**** Input data
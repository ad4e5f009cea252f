//! Tile construction and image source assignment.

use crate::geom::Sector;
use crate::resource::ImageSource;

use super::{Level, Tile};

/// Builds tiles and decides which image, if any, each tile displays.
pub trait TileFactory: Send + Sync {
    /// The image for a tile, or `None` when the source has no data there.
    fn image_source(&self, tile: &Tile) -> Option<ImageSource>;

    fn create_tile(&self, sector: Sector, level: &Level, row: i32, column: i32) -> Tile {
        let mut tile = Tile::new(sector, *level, row, column);
        tile.image_source = self.image_source(&tile);
        tile
    }
}

/// A factory that expands `{level}`, `{row}` and `{column}` in a template.
///
/// Templates starting with a URL scheme produce URL sources; anything else is
/// treated as a file path. Coverage and level limits describe sparse pyramids:
/// tiles outside them get no image but still subdivide.
#[derive(Debug, Clone)]
pub struct TemplateTileFactory {
    template: String,
    coverage: Option<Sector>,
    first_level: usize,
    last_level: Option<usize>,
}

impl TemplateTileFactory {
    #[must_use]
    pub fn new(template: impl Into<String>) -> Self {
        Self {
            template: template.into(),
            coverage: None,
            first_level: 0,
            last_level: None,
        }
    }

    /// Only produce images for tiles intersecting `coverage`.
    #[must_use]
    pub fn with_coverage(mut self, coverage: Sector) -> Self {
        self.coverage = Some(coverage);
        self
    }

    /// Only produce images for levels within `first..=last`.
    #[must_use]
    pub fn with_levels(mut self, first: usize, last: usize) -> Self {
        self.first_level = first;
        self.last_level = Some(last);
        self
    }

    #[must_use]
    pub fn template(&self) -> &str {
        &self.template
    }

    /// Expand the template for a tile address.
    #[must_use]
    pub fn expand(&self, level: usize, row: i32, column: i32) -> String {
        self.template
            .replace("{level}", &level.to_string())
            .replace("{row}", &row.to_string())
            .replace("{column}", &column.to_string())
    }

    fn has_data(&self, tile: &Tile) -> bool {
        let number = tile.level.number;
        if number < self.first_level || self.last_level.is_some_and(|last| number > last) {
            return false;
        }
        self.coverage
            .is_none_or(|coverage| coverage.intersects(&tile.sector))
    }
}

impl TileFactory for TemplateTileFactory {
    fn image_source(&self, tile: &Tile) -> Option<ImageSource> {
        if !self.has_data(tile) {
            return None;
        }
        let expanded = self.expand(tile.level.number, tile.row, tile.column);
        if expanded.contains("://") {
            Some(ImageSource::from_url(expanded))
        } else {
            Some(ImageSource::from_path(expanded))
        }
    }
}

#[cfg(test)]
mod tests {
    use super::*;
    use crate::tile::LevelSet;

    #[test]
    fn test_expand_template() {
        let factory = TemplateTileFactory::new("https://tiles.example.com/{level}/{row}/{column}.png");
        assert_eq!(
            factory.expand(3, 5, 12),
            "https://tiles.example.com/3/5/12.png"
        );
    }

    #[test]
    fn test_url_and_path_sources() {
        let levels = LevelSet::new(Sector::full_sphere(), 90.0, 2, 256, 256).unwrap();
        let level = levels.first_level().unwrap();
        let sector = Sector::from_degrees(-90.0, -180.0, 90.0, 90.0);

        let url = TemplateTileFactory::new("http://host/{level}_{row}_{column}.jpg");
        let tile = url.create_tile(sector, level, 0, 0);
        assert_eq!(
            tile.image_source,
            Some(ImageSource::from_url("http://host/0_0_0.jpg"))
        );

        let path = TemplateTileFactory::new("/data/{level}/{row}/{column}.png");
        let tile = path.create_tile(sector, level, 0, 1);
        assert_eq!(
            tile.image_source,
            Some(ImageSource::from_path("/data/0/0/1.png"))
        );
    }

    #[test]
    fn test_sparse_levels_and_coverage() {
        let levels = LevelSet::new(Sector::full_sphere(), 90.0, 3, 256, 256).unwrap();
        let factory = TemplateTileFactory::new("{level}/{row}/{column}")
            .with_levels(1, 2)
            .with_coverage(Sector::from_degrees(0.0, 0.0, 10.0, 10.0));

        let top = factory.create_tile(
            Sector::from_degrees(0.0, 0.0, 90.0, 90.0),
            levels.level(0).unwrap(),
            1,
            2,
        );
        assert!(top.image_source.is_none());

        let inside = factory.create_tile(
            Sector::from_degrees(0.0, 0.0, 45.0, 45.0),
            levels.level(1).unwrap(),
            2,
            4,
        );
        assert!(inside.image_source.is_some());

        let outside = factory.create_tile(
            Sector::from_degrees(-45.0, -45.0, 45.0, 45.0),
            levels.level(1).unwrap(),
            1,
            3,
        );
        assert!(outside.image_source.is_none());
    }
}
********
> Exercise
Reproduce the entries above exactly, every line included.

> Answer for the task
repository ad4e5f009cea252f
//! Tile construction and image source assignment.

use crate::geom::Sector;
use crate::resource::ImageSource;

use super::{Level, Tile};

/// Builds tiles and decides which image, if any, each tile displays.
pub trait TileFactory: Send + Sync {
    /// The image for a tile, or `None` when the source has no data there.
    fn image_source(&self, tile: &Tile) -> Option<ImageSource>;

    fn create_tile(&self, sector: Sector, level: &Level, row: i32, column: i32) -> Tile {
        let mut tile = Tile::new(sector, *level, row, column);
        tile.image_source = self.image_source(&tile);
        tile
    }
}

/// A factory that expands `{level}`, `{row}` and `{column}` in a template.
///
/// Templates starting with a URL scheme produce URL sources; anything else is
/// treated as a file path. Coverage and level limits describe sparse pyramids:
/// tiles outside them get no image but still subdivide.
#[derive(Debug, Clone)]
pub struct TemplateTileFactory {
    template: String,
    coverage: Option<Sector>,
    first_level: usize,
    last_level: Option<usize>,
}

impl TemplateTileFactory {
    #[must_use]
    pub fn new(template: impl Into<String>) -> Self {
        Self {
            template: template.into(),
            coverage: None,
            first_level: 0,
            last_level: None,
        }
    }

    /// Only produce images for tiles intersecting `coverage`.
    #[must_use]
    pub fn with_coverage(mut self, coverage: Sector) -> Self {
        self.coverage = Some(coverage);
        self
    }

    /// Only produce images for levels within `first..=last`.
    #[must_use]
    pub fn with_levels(mut self, first: usize, last: usize) -> Self {
        self.first_level = first;
        self.last_level = Some(last);
        self
    }

    #[must_use]
    pub fn template(&self) -> &str {
        &self.template
    }

    /// Expand the template for a tile address.
    #[must_use]
    pub fn expand(&self, level: usize, row: i32, column: i32) -> String {
        self.template
            .replace("{level}", &level.to_string())
            .replace("{row}", &row.to_string())
            .replace("{column}", &column.to_string())
    }

    fn has_data(&self, tile: &Tile) -> bool {
        let number = tile.level.number;
        if number < self.first_level || self.last_level.is_some_and(|last| number > last) {
            return false;
        }
        self.coverage
            .is_none_or(|coverage| coverage.intersects(&tile.sector))
    }
}

impl TileFactory for TemplateTileFactory {
    fn image_source(&self, tile: &Tile) -> Option<ImageSource> {
        if !self.has_data(tile) {
            return None;
        }
        let expanded = self.expand(tile.level.number, tile.row, tile.column);
        if expanded.contains("://") {
            Some(ImageSource::from_url(expanded))
        } else {
            Some(ImageSource::from_path(expanded))
        }
    }
}

#[cfg(test)]
mod tests {
    use super::*;
    use crate::tile::LevelSet;

    #[test]
    fn test_expand_template() {
        let factory = TemplateTileFactory::new("https://tiles.example.com/{level}/{row}/{column}.png");
        assert_eq!(
            factory.expand(3, 5, 12),
            "https://tiles.example.com/3/5/12.png"
        );
    }

    #[test]
    fn test_url_and_path_sources() {
        let levels = LevelSet::new(Sector::full_sphere(), 90.0, 2, 256, 256).unwrap();
        let level = levels.first_level().unwrap();
        let sector = Sector::from_degrees(-90.0, -180.0, 90.0, 90.0);

        let url = TemplateTileFactory::new("http://host/{level}_{row}_{column}.jpg");
        let tile = url.create_tile(sector, level, 0, 0);
        assert_eq!(
            tile.image_source,
            Some(ImageSource::from_url("http://host/0_0_0.jpg"))
        );

        let path = TemplateTileFactory::new("/data/{level}/{row}/{column}.png");
        let tile = path.create_tile(sector, level, 0, 1);
        assert_eq!(
            tile.image_source,
            Some(ImageSource::from_path("/data/0/0/1.png"))
        );
    }

    #[test]
    fn test_sparse_levels_and_coverage() {
        let levels = LevelSet::new(Sector::full_sphere(), 90.0, 3, 256, 256).unwrap();
        let factory = TemplateTileFactory::new("{level}/{row}/{column}")
            .with_levels(1, 2)
            .with_coverage(Sector::from_degrees(0.0, 0.0, 10.0, 10.0));

        let top = factory.create_tile(
            Sector::from_degrees(0.0, 0.0, 90.0, 90.0),
            levels.level(0).unwrap(),
            1,
            2,
        );
        assert!(top.image_source.is_none());

        let inside = factory.create_tile(
            Sector::from_degrees(0.0, 0.0, 45.0, 45.0),
            levels.level(1).unwrap(),
            2,
            4,
        );
        assert!(inside.image_source.is_some());

        let outside = factory.create_tile(
            Sector::from_degrees(-45.0, -45.0, 45.0, 45.0),
            levels.level(1).unwrap(),
            1,
            3,
        );
        assert!(outside.image_source.is_none());
    }
}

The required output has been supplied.